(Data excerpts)
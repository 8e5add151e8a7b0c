//! Typed configuration from environment variables.
//!
//! Loads once at startup, fails fast if a value is present but malformed.
//! Every variable is optional; unset means the default.

use std::str::FromStr;
use std::time::Duration;

use crate::error::{Error, Result};

pub const DEFAULT_SWEEP_INTERVAL: Duration = Duration::from_secs(1);
pub const DEFAULT_INLET_CAPACITY: usize = 10;

#[derive(Debug, Clone)]
pub struct Config {
    pub sweep_interval: Duration,
    pub inlet_capacity: usize,
    pub limits: EngineLimits,
    pub otel_endpoint: Option<String>,
    pub log_level: String,
}

/// Knobs bounding how much work a single sweep may do.
///
/// Both default to `None`, which keeps the unbounded behavior: concurrent
/// sweeps launch every item at once and ordered sweeps retry a failing item
/// in place for as long as its predicate asks.
#[derive(Debug, Clone, Copy, Default, PartialEq, Eq)]
pub struct EngineLimits {
    /// Maximum actions running at once within one concurrent sweep.
    pub max_concurrency: Option<usize>,
    /// Maximum back-to-back retries of one item within one ordered sweep.
    /// Past the cap the item waits at the head of the queue for the next tick.
    pub max_immediate_retries: Option<u32>,
}

impl Default for Config {
    fn default() -> Self {
        Self {
            sweep_interval: DEFAULT_SWEEP_INTERVAL,
            inlet_capacity: DEFAULT_INLET_CAPACITY,
            limits: EngineLimits::default(),
            otel_endpoint: None,
            log_level: "info".to_string(),
        }
    }
}

impl Config {
    /// Load configuration from environment variables.
    ///
    /// In local dev, call `dotenvy::dotenv().ok()` before this.
    pub fn from_env() -> Result<Self> {
        let defaults = Self::default();

        let sweep_interval = optional_var::<u64>("WORKQ_SWEEP_INTERVAL_MS")?
            .map(Duration::from_millis)
            .unwrap_or(defaults.sweep_interval);
        if sweep_interval.is_zero() {
            return Err(Error::Config(
                "WORKQ_SWEEP_INTERVAL_MS must be greater than zero".to_string(),
            ));
        }

        let inlet_capacity =
            optional_var::<usize>("WORKQ_INLET_CAPACITY")?.unwrap_or(defaults.inlet_capacity);
        if inlet_capacity == 0 {
            return Err(Error::Config(
                "WORKQ_INLET_CAPACITY must be greater than zero".to_string(),
            ));
        }

        let max_concurrency = optional_var::<usize>("WORKQ_MAX_CONCURRENCY")?;
        if max_concurrency == Some(0) {
            return Err(Error::Config(
                "WORKQ_MAX_CONCURRENCY must be greater than zero".to_string(),
            ));
        }

        Ok(Self {
            sweep_interval,
            inlet_capacity,
            limits: EngineLimits {
                max_concurrency,
                max_immediate_retries: optional_var("WORKQ_MAX_IMMEDIATE_RETRIES")?,
            },
            otel_endpoint: std::env::var("OTEL_ENDPOINT").ok(),
            log_level: std::env::var("LOG_LEVEL").unwrap_or(defaults.log_level),
        })
    }
}

fn optional_var<T>(name: &str) -> Result<Option<T>>
where
    T: FromStr,
    T::Err: std::fmt::Display,
{
    match std::env::var(name) {
        Ok(raw) => raw
            .trim()
            .parse()
            .map(Some)
            .map_err(|e| Error::Config(format!("invalid {name}={raw:?}: {e}"))),
        Err(_) => Ok(None),
    }
}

_EXERCISE DETAILS_:
Using the data above, transcribe the lines that run from the line with "pub struct EngineLimits" to the line with "let defaults = Self::default();", both ends kept, and output nothing else.

_FINAL ANSWER_:
pub struct EngineLimits {
    /// Maximum actions running at once within one concurrent sweep.
    pub max_concurrency: Option<usize>,
    /// Maximum back-to-back retries of one item within one ordered sweep.
    /// Past the cap the item waits at the head of the queue for the next tick.
    pub max_immediate_retries: Option<u32>,
}

impl Default for Config {
    fn default() -> Self {
        Self {
            sweep_interval: DEFAULT_SWEEP_INTERVAL,
            inlet_capacity: DEFAULT_INLET_CAPACITY,
            limits: EngineLimits::default(),
            otel_endpoint: None,
            log_level: "info".to_string(),
        }
    }
}

impl Config {
    /// Load configuration from environment variables.
    ///
    /// In local dev, call `dotenvy::dotenv().ok()` before this.
    pub fn from_env() -> Result<Self> {
        let defaults = Self::default();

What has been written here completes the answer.